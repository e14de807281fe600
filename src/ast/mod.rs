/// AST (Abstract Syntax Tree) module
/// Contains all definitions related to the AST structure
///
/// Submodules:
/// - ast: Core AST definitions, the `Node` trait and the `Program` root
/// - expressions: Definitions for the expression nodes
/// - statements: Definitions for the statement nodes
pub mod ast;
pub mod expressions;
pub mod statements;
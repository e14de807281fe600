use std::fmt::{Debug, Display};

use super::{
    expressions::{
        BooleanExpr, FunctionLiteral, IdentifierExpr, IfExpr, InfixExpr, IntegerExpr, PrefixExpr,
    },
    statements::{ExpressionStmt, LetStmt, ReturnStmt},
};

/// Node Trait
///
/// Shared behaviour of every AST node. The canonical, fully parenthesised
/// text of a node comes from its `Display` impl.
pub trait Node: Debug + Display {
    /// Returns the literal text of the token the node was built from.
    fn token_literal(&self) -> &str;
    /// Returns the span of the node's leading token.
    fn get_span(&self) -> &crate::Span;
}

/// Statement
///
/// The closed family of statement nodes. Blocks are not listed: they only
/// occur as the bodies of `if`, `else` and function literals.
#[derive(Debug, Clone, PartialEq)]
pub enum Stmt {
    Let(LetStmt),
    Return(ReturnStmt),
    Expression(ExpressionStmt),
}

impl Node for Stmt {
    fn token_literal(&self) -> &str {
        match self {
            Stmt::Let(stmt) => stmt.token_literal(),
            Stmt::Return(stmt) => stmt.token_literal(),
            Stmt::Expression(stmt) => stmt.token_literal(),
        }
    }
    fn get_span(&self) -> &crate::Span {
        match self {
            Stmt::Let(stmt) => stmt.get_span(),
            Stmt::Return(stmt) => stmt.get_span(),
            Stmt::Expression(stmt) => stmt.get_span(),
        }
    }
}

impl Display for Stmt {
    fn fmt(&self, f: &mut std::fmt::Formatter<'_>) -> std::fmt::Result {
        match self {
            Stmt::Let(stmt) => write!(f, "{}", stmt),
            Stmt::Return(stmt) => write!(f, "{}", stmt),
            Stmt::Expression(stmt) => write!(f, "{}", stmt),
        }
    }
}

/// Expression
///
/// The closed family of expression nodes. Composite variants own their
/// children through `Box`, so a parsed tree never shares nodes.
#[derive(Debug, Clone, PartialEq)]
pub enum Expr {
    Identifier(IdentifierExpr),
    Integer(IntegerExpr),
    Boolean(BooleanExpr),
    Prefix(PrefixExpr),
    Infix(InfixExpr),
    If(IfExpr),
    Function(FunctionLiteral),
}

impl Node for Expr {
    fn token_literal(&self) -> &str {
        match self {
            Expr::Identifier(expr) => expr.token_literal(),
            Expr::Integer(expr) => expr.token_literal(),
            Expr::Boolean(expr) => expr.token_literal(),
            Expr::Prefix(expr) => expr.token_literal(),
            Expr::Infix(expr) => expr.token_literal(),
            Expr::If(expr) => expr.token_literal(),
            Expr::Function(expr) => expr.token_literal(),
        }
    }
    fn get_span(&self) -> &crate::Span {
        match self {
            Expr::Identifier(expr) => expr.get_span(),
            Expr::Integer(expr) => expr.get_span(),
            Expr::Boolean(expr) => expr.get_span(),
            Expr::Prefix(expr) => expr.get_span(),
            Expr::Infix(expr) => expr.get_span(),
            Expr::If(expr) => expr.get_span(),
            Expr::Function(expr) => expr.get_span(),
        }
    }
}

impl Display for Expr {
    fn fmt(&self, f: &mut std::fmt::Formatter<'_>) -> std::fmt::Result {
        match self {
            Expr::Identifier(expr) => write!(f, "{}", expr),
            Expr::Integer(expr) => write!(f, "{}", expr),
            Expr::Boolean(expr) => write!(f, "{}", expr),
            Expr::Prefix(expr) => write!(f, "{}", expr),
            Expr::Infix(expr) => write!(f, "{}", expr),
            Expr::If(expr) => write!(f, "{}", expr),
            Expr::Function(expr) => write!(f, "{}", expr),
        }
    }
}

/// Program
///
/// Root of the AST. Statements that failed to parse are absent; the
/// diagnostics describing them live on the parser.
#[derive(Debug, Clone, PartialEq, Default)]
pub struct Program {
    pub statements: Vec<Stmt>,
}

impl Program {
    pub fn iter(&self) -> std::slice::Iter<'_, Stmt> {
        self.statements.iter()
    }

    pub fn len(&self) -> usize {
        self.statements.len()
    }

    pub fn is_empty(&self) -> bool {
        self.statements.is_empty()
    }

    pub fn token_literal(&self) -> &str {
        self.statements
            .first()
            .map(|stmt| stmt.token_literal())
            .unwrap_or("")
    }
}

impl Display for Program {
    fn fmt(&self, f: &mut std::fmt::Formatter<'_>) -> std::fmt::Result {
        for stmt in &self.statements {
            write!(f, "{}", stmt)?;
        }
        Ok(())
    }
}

================

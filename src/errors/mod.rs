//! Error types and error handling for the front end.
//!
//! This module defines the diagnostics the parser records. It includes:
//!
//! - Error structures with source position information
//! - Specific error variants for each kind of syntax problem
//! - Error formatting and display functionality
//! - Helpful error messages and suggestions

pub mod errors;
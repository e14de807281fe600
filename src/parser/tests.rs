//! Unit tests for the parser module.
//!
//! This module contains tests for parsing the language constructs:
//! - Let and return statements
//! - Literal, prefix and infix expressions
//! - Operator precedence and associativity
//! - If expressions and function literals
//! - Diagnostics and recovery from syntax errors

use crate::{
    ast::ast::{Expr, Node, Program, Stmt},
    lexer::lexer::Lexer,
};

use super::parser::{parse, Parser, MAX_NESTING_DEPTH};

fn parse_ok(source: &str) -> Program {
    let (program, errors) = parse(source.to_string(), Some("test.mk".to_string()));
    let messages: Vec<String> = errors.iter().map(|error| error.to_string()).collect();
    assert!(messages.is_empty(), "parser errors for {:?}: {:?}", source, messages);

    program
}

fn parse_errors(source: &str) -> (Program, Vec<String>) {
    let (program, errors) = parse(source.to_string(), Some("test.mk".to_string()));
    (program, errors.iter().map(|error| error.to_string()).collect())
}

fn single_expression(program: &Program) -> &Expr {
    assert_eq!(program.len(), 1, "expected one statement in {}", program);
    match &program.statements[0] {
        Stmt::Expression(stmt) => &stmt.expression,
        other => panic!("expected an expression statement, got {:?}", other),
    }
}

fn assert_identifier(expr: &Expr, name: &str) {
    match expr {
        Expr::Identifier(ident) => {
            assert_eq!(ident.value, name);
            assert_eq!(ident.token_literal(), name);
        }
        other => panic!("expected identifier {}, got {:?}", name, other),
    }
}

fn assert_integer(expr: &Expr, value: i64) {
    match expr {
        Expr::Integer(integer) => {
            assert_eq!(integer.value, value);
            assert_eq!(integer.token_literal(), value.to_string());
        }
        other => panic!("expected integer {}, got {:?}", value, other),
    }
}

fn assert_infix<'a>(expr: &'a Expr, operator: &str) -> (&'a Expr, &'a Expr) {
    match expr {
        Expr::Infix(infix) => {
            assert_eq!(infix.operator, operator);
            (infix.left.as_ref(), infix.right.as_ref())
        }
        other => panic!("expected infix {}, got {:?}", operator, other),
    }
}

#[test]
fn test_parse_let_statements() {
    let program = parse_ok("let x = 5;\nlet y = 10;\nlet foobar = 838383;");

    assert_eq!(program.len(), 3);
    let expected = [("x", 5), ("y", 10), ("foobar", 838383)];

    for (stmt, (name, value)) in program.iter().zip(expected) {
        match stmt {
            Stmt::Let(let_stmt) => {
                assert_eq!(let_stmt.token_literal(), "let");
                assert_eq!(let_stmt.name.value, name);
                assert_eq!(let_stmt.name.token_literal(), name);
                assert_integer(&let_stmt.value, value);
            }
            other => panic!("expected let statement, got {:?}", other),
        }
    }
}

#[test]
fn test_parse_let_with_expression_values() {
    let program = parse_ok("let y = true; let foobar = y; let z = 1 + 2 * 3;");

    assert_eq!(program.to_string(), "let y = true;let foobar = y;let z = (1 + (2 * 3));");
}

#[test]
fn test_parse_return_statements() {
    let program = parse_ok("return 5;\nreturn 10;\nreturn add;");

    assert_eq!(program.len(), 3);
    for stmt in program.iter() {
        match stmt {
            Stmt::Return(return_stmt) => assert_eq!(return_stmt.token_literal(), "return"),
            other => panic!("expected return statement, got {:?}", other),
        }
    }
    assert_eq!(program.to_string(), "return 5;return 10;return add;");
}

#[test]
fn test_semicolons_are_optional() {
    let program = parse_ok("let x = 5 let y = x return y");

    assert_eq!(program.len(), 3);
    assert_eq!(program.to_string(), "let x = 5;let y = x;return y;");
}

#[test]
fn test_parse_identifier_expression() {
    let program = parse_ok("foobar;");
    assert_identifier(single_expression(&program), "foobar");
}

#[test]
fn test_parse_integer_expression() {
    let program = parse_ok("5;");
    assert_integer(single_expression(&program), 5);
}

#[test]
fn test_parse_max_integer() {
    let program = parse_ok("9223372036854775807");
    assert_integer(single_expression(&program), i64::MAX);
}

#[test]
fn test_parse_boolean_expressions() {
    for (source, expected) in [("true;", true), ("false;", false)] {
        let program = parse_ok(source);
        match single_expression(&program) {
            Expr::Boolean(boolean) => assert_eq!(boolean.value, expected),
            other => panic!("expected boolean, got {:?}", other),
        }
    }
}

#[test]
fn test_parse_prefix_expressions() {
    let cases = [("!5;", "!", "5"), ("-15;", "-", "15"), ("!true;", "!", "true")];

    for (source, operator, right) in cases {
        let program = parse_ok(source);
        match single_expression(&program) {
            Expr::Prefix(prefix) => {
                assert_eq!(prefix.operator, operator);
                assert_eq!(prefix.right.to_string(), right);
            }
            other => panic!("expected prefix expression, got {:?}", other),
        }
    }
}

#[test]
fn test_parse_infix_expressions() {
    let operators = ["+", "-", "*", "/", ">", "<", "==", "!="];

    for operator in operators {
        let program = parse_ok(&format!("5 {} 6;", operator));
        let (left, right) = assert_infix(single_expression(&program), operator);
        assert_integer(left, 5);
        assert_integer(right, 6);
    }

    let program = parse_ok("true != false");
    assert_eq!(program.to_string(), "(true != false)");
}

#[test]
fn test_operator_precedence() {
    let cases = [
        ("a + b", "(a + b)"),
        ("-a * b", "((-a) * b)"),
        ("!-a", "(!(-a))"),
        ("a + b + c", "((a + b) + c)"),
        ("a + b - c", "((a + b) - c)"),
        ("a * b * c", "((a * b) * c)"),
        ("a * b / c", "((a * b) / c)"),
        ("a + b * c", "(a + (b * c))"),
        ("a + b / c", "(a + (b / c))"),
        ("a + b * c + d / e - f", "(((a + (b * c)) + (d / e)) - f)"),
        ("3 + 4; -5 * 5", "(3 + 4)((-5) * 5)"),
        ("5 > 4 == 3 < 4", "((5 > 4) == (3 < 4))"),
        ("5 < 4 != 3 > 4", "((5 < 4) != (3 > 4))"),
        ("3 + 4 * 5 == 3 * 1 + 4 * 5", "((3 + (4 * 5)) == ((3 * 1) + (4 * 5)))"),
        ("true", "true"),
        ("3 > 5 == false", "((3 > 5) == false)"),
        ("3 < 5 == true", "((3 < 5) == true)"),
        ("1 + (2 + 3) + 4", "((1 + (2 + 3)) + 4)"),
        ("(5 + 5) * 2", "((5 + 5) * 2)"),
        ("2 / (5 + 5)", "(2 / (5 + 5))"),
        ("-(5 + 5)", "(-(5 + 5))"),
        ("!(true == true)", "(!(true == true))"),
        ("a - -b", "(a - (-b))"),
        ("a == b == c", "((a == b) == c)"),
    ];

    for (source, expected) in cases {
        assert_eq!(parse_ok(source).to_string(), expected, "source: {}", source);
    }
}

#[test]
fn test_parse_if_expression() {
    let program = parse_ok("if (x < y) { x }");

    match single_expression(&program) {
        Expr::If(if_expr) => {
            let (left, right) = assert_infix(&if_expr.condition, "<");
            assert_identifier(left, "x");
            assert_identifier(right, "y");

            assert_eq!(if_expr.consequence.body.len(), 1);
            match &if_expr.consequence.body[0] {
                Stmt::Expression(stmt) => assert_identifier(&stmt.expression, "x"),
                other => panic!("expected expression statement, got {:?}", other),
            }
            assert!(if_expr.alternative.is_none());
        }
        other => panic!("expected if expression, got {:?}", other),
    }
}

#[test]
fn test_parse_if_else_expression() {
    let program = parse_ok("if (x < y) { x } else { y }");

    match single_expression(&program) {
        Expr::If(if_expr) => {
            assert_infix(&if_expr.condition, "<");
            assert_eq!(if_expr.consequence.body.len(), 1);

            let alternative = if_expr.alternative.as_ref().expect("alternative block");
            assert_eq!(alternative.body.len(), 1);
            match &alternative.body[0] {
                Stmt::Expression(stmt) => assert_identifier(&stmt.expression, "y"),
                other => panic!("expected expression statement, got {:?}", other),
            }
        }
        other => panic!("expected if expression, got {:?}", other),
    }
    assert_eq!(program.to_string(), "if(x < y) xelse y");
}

================

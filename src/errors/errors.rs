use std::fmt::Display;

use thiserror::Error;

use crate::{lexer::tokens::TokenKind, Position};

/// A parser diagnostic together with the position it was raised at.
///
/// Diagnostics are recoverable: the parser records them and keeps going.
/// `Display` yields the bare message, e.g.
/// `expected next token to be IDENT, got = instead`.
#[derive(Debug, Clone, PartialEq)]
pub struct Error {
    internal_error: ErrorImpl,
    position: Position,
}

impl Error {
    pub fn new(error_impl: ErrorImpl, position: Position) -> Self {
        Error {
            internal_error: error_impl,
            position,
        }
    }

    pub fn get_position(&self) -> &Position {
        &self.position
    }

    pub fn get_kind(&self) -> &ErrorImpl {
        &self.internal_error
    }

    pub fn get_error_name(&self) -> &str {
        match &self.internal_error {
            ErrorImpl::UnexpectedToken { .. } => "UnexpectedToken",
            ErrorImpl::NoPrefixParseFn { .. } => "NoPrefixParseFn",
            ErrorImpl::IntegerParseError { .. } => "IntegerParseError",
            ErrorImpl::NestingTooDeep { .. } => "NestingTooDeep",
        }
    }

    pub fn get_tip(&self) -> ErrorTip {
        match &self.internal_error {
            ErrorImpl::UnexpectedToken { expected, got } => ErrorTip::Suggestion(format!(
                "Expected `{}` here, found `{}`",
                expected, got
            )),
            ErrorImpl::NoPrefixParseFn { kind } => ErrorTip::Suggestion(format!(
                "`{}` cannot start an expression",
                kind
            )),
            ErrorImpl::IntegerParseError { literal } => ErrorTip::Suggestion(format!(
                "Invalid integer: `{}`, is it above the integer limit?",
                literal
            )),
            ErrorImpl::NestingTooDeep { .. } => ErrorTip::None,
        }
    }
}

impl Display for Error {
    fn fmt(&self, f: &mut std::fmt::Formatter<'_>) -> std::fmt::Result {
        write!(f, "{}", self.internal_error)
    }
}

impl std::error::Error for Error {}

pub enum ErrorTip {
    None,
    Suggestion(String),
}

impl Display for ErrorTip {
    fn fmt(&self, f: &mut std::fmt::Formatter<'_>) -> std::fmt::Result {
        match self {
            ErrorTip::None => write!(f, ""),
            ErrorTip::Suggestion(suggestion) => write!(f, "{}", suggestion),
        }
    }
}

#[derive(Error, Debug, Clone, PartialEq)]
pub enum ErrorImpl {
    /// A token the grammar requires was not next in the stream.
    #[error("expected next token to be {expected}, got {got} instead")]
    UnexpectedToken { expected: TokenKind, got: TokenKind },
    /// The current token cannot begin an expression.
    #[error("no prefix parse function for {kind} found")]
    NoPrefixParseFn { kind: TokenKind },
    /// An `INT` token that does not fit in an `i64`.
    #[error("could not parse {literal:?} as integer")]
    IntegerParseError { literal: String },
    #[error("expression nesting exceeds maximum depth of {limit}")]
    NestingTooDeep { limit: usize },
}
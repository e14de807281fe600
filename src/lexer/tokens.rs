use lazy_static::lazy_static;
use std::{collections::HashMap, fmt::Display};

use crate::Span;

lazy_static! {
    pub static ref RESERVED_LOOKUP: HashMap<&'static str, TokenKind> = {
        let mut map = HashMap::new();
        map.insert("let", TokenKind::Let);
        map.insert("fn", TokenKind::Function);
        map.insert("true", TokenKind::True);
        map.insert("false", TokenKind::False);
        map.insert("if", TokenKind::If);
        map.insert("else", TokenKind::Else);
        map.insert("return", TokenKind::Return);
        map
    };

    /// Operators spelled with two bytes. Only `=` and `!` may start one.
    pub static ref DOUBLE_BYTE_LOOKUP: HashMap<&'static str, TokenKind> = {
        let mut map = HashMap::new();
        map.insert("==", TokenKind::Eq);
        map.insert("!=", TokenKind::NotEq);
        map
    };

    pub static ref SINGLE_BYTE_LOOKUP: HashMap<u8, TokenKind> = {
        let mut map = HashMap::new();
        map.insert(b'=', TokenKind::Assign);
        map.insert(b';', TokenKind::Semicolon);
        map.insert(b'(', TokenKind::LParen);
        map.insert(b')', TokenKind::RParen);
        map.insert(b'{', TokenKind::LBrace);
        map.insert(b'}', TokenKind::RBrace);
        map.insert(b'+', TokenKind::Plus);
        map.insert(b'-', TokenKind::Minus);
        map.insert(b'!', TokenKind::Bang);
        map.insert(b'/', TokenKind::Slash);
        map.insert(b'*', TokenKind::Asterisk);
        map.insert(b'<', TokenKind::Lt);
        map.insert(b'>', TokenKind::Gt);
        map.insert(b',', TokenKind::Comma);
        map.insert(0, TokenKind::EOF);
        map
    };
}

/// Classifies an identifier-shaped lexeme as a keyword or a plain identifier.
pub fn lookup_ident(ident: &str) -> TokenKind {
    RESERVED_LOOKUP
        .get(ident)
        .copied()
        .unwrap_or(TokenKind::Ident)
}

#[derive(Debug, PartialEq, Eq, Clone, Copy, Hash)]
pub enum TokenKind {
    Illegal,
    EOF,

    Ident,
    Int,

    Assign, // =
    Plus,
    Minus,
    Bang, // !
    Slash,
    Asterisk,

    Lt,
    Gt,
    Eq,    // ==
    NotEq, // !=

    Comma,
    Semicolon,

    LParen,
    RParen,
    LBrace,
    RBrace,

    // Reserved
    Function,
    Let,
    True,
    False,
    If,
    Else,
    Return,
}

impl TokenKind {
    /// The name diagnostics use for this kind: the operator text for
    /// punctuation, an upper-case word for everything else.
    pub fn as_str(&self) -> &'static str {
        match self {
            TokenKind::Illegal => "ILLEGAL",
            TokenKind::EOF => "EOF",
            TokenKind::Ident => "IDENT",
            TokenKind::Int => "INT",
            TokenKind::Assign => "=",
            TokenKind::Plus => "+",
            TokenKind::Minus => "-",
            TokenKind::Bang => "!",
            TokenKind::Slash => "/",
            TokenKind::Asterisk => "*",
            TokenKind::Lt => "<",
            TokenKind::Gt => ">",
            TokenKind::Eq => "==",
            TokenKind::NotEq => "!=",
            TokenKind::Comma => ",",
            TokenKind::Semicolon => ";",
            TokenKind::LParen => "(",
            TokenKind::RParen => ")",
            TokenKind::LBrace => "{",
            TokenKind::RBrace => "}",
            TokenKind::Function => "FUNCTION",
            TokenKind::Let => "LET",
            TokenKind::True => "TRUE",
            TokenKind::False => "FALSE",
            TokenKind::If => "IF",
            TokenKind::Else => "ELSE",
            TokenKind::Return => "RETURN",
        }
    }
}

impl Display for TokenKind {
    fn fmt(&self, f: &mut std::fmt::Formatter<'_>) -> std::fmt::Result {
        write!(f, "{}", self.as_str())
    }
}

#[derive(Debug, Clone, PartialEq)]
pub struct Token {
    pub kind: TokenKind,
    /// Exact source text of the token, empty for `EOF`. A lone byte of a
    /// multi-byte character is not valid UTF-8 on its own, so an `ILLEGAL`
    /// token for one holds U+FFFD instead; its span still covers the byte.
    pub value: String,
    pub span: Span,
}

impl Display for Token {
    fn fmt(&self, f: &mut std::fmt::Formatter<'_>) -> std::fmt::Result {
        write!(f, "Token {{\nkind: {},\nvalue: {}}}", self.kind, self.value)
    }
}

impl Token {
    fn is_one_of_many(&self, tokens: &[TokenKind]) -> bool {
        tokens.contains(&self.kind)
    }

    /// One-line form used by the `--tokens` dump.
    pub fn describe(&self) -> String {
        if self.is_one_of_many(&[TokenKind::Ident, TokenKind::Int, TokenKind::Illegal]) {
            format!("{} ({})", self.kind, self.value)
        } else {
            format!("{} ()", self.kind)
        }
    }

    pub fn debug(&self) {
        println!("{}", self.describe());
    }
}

================

What the task asks
Identify the lines in the entries that hold "left" and return each one.

Written answer
            (infix.left.as_ref(), infix.right.as_ref())
        let (left, right) = assert_infix(single_expression(&program), operator);
        assert_integer(left, 5);
            let (left, right) = assert_infix(&if_expr.condition, "<");
            assert_identifier(left, "x");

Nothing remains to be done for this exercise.